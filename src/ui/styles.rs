// Allow dead code: Style functions defined for consistent UI
#![allow(dead_code)]

use ratatui::style::{Color, Modifier, Style};

use crate::models::RequestStatus;

// Color palette
pub const PRIMARY: Color = Color::Rgb(72, 120, 192);
pub const SECONDARY: Color = Color::Rgb(88, 160, 104);
pub const ACCENT: Color = Color::Rgb(200, 168, 72);
pub const ERROR: Color = Color::Rgb(200, 72, 72);
pub const MUTED: Color = Color::Rgb(128, 128, 128);
pub const HIGHLIGHT: Color = Color::Rgb(44, 48, 64);

// Styles
pub fn title_style() -> Style {
    Style::default().fg(PRIMARY).add_modifier(Modifier::BOLD)
}

pub fn selected_style() -> Style {
    Style::default()
        .bg(HIGHLIGHT)
        .add_modifier(Modifier::BOLD)
}

pub fn list_item_style() -> Style {
    Style::default().fg(Color::White)
}

pub fn muted_style() -> Style {
    Style::default().fg(MUTED)
}

pub fn highlight_style() -> Style {
    Style::default().fg(ACCENT)
}

pub fn success_style() -> Style {
    Style::default().fg(SECONDARY)
}

pub fn error_style() -> Style {
    Style::default().fg(ERROR)
}

pub fn tab_style(selected: bool) -> Style {
    if selected {
        Style::default()
            .fg(PRIMARY)
            .add_modifier(Modifier::BOLD | Modifier::UNDERLINED)
    } else {
        Style::default().fg(Color::White)
    }
}

pub fn border_style(focused: bool) -> Style {
    if focused {
        Style::default().fg(PRIMARY)
    } else {
        Style::default().fg(MUTED)
    }
}

pub fn status_bar_style() -> Style {
    Style::default().bg(Color::Rgb(32, 32, 40)).fg(Color::White)
}

pub fn help_key_style() -> Style {
    Style::default()
        .fg(ACCENT)
        .add_modifier(Modifier::BOLD)
}

pub fn help_desc_style() -> Style {
    Style::default().fg(Color::White)
}

/// One color per lifecycle state, used on badges and stat tiles.
pub fn status_style(status: Option<RequestStatus>) -> Style {
    match status {
        Some(RequestStatus::Pending) => Style::default().fg(ACCENT),
        Some(RequestStatus::InProgress) => Style::default().fg(PRIMARY),
        Some(RequestStatus::UnderReview) => Style::default().fg(Color::Rgb(168, 120, 200)),
        Some(RequestStatus::Completed) => Style::default().fg(SECONDARY),
        None => muted_style(),
    }
}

### What you should do
Please write out exactly the line containing "and stat tiles." and every line after it through the end of the records, nothing more.

### Exercise result
/// One color per lifecycle state, used on badges and stat tiles.
pub fn status_style(status: Option<RequestStatus>) -> Style {
    match status {
        Some(RequestStatus::Pending) => Style::default().fg(ACCENT),
        Some(RequestStatus::InProgress) => Style::default().fg(PRIMARY),
        Some(RequestStatus::UnderReview) => Style::default().fg(Color::Rgb(168, 120, 200)),
        Some(RequestStatus::Completed) => Style::default().fg(SECONDARY),
        None => muted_style(),
    }
}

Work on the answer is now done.